#### DATA SHOWN:
.....

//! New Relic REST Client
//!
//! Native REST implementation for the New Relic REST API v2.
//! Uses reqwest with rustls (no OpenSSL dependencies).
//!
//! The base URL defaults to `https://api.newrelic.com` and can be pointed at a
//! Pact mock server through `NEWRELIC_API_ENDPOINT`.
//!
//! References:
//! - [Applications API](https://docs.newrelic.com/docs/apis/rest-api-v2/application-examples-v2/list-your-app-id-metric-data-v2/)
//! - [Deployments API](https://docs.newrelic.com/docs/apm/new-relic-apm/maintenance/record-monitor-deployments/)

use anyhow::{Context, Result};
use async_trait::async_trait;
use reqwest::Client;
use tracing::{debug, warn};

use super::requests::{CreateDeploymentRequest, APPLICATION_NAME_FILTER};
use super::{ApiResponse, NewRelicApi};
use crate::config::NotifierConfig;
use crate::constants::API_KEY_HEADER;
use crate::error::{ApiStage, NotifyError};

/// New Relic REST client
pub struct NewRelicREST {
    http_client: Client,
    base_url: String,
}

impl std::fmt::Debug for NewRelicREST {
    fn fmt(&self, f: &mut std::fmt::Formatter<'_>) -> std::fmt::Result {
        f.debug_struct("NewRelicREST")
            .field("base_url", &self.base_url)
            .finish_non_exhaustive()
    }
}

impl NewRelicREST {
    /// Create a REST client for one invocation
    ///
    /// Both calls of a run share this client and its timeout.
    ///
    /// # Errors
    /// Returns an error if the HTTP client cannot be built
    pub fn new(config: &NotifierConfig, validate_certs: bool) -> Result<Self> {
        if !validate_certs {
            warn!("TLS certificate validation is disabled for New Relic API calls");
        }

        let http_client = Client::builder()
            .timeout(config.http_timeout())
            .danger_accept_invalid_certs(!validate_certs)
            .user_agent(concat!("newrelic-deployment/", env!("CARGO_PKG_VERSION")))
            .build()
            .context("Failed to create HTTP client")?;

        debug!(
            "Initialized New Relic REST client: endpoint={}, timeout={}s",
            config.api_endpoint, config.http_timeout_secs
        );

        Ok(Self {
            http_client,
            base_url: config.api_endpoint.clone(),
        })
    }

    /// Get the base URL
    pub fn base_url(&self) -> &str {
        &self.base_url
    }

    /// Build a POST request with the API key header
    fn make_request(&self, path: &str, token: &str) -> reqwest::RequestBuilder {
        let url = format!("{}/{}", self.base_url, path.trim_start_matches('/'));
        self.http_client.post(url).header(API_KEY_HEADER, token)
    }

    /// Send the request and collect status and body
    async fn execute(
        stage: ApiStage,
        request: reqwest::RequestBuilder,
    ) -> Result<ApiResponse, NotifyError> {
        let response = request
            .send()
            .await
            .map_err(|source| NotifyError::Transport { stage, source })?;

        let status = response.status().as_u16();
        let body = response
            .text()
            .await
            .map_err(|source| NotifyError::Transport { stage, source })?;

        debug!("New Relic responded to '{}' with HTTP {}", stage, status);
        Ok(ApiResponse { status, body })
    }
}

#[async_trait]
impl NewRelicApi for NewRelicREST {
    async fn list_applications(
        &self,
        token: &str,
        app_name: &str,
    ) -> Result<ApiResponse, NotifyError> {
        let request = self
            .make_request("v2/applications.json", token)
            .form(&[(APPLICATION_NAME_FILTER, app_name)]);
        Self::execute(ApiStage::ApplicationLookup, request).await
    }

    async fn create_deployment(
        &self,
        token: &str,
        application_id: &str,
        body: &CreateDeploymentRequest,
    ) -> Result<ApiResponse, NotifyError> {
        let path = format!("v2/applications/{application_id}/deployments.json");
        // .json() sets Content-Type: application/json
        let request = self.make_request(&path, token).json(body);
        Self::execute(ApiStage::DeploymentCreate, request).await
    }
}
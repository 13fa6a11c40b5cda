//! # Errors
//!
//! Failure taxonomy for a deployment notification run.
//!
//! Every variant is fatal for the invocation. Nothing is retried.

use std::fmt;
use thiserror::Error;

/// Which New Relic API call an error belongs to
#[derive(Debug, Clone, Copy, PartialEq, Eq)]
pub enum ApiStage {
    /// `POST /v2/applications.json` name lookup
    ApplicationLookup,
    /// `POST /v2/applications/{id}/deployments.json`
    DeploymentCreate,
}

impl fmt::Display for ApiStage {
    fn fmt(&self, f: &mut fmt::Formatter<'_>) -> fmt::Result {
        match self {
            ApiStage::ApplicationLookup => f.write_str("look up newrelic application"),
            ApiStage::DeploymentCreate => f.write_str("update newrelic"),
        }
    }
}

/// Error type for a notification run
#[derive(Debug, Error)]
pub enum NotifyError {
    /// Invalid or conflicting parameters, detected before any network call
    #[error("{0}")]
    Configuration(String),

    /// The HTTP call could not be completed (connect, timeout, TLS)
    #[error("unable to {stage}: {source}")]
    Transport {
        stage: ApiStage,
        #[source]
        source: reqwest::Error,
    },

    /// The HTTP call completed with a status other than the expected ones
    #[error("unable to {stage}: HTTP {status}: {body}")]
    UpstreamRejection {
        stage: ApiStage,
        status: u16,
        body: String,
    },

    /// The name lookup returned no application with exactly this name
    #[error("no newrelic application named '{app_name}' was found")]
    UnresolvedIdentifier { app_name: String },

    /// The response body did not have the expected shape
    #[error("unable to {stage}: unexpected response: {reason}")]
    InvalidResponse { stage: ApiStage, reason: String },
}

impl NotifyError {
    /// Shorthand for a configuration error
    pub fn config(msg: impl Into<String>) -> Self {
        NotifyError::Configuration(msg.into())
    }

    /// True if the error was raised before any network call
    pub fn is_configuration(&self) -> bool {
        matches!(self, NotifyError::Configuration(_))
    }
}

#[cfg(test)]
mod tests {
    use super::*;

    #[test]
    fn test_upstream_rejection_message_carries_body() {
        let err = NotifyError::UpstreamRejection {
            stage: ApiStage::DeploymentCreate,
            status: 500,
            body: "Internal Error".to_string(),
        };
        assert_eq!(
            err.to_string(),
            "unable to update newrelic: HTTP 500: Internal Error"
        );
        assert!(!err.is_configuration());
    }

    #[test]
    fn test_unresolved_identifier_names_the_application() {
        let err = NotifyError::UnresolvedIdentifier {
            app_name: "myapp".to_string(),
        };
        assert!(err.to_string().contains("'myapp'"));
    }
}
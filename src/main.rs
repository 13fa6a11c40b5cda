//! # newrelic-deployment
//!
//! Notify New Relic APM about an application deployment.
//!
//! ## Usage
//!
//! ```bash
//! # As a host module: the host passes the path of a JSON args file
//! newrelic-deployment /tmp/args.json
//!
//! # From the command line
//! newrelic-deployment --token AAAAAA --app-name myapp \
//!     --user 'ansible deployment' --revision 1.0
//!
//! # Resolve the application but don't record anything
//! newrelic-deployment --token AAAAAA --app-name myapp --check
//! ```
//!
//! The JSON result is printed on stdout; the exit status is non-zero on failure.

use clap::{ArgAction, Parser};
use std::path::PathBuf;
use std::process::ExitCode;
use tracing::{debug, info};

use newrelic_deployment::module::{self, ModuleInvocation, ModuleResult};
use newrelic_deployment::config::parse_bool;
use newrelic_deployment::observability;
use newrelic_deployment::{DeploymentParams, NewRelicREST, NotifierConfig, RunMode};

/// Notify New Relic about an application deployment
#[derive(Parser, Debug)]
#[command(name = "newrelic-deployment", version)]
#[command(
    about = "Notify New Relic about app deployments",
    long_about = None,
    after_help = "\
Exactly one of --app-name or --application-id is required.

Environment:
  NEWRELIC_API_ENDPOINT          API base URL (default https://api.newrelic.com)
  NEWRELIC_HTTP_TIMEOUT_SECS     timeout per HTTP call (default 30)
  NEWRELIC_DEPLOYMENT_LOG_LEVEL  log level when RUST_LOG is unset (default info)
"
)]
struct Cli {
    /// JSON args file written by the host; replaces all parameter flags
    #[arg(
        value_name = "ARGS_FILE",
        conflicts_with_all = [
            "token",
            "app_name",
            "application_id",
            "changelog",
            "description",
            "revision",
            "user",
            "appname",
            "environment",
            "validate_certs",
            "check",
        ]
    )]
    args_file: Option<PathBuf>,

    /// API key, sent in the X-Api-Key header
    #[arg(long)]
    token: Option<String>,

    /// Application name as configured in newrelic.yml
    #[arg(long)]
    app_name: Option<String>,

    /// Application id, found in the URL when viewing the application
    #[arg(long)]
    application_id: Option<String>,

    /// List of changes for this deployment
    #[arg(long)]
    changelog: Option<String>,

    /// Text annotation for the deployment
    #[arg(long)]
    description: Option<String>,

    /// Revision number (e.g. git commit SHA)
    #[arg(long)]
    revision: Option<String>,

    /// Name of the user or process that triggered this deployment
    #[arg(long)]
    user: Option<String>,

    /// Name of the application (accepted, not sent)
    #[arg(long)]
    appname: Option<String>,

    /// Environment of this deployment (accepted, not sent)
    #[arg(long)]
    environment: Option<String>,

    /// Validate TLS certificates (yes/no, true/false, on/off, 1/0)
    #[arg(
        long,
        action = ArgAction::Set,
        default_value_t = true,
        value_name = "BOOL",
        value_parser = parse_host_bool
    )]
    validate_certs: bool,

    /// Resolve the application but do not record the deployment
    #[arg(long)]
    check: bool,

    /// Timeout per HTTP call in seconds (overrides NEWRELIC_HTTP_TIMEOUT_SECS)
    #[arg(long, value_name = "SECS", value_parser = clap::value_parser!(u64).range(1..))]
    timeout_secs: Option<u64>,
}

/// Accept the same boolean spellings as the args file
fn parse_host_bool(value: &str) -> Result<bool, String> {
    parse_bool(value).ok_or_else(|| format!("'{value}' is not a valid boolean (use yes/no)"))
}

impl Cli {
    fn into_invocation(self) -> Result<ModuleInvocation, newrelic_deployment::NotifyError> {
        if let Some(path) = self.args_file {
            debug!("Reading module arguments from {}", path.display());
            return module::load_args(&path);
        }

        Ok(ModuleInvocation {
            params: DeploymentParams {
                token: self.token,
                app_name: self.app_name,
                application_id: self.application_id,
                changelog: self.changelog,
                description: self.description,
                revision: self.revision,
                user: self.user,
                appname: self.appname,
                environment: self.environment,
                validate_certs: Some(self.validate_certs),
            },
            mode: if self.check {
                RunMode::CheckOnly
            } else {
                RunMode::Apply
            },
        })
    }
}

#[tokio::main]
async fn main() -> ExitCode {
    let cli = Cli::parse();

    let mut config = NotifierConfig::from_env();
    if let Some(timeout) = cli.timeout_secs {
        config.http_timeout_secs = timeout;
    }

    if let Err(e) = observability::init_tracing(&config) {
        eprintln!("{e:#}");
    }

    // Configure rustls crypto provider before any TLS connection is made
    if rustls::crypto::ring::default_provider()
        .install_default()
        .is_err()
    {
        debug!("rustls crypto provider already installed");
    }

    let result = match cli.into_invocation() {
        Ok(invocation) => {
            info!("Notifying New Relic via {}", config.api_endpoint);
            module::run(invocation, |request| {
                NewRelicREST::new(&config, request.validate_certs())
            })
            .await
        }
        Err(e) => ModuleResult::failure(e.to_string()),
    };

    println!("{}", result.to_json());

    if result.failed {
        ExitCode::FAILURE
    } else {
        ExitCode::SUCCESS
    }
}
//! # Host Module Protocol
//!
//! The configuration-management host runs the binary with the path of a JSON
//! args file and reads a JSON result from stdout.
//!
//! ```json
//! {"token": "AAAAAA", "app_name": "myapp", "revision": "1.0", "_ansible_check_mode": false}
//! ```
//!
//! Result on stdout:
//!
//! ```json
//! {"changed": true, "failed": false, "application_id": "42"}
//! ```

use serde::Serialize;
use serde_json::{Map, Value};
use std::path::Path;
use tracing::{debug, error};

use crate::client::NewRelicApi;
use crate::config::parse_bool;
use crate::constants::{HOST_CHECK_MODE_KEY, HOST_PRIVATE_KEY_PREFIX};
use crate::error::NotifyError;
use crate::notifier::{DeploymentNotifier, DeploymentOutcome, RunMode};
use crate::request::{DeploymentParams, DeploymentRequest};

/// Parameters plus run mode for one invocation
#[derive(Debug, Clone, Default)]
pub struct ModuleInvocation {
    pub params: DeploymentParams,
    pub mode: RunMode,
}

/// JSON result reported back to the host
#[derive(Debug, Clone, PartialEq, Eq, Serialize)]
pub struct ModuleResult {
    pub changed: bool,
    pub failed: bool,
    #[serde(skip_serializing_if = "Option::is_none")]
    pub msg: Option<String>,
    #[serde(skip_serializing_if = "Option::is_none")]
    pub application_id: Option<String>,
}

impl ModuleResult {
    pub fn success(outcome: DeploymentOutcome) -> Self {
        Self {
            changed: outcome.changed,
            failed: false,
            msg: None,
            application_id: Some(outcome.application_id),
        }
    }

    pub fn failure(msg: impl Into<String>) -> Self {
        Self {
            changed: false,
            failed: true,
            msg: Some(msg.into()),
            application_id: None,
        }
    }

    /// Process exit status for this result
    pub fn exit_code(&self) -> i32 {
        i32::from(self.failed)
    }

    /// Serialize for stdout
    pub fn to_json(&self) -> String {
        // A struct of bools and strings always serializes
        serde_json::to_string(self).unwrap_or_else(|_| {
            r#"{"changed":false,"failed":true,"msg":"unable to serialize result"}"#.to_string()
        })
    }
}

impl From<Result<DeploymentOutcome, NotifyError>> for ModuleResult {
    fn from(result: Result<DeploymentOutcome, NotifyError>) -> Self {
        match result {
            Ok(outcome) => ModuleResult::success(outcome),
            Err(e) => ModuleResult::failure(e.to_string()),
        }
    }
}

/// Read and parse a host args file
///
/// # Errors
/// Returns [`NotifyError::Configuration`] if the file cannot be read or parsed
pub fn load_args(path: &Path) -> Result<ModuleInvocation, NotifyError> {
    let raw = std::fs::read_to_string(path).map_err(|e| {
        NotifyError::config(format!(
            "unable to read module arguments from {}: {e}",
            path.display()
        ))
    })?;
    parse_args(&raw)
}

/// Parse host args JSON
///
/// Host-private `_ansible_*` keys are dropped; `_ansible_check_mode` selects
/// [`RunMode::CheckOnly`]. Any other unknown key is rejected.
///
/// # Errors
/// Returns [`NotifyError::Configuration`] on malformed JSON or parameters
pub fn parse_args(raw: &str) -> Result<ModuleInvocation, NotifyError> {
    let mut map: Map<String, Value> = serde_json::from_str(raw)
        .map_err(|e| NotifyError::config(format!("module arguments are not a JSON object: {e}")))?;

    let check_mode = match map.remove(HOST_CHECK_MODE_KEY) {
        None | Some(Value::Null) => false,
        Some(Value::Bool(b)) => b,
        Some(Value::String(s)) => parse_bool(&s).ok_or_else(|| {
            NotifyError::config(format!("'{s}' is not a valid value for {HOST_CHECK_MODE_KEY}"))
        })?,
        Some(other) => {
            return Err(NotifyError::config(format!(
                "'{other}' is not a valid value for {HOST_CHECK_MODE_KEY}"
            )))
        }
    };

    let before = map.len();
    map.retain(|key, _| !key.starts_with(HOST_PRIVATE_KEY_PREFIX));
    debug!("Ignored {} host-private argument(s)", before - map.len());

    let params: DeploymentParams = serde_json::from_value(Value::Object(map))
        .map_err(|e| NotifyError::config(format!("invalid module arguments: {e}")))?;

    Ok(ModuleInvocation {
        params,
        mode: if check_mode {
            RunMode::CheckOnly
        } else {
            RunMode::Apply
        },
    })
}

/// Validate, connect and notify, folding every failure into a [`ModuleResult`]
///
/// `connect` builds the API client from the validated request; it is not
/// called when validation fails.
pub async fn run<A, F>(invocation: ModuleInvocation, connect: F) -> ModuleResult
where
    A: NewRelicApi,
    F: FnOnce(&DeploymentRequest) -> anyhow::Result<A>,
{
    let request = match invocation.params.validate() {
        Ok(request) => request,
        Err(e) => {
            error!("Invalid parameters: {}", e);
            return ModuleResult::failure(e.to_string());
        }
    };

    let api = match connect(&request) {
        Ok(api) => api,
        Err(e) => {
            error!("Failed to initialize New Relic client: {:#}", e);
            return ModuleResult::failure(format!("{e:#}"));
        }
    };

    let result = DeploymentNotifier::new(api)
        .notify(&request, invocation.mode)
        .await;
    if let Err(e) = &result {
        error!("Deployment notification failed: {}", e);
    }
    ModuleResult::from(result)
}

.....

#### REQUIRED ACTION:
Copy out every line from the material above where the string "validation" turns up.

#### ANSWER BOX:
            warn!("TLS certificate validation is disabled for New Relic API calls");
/// called when validation fails.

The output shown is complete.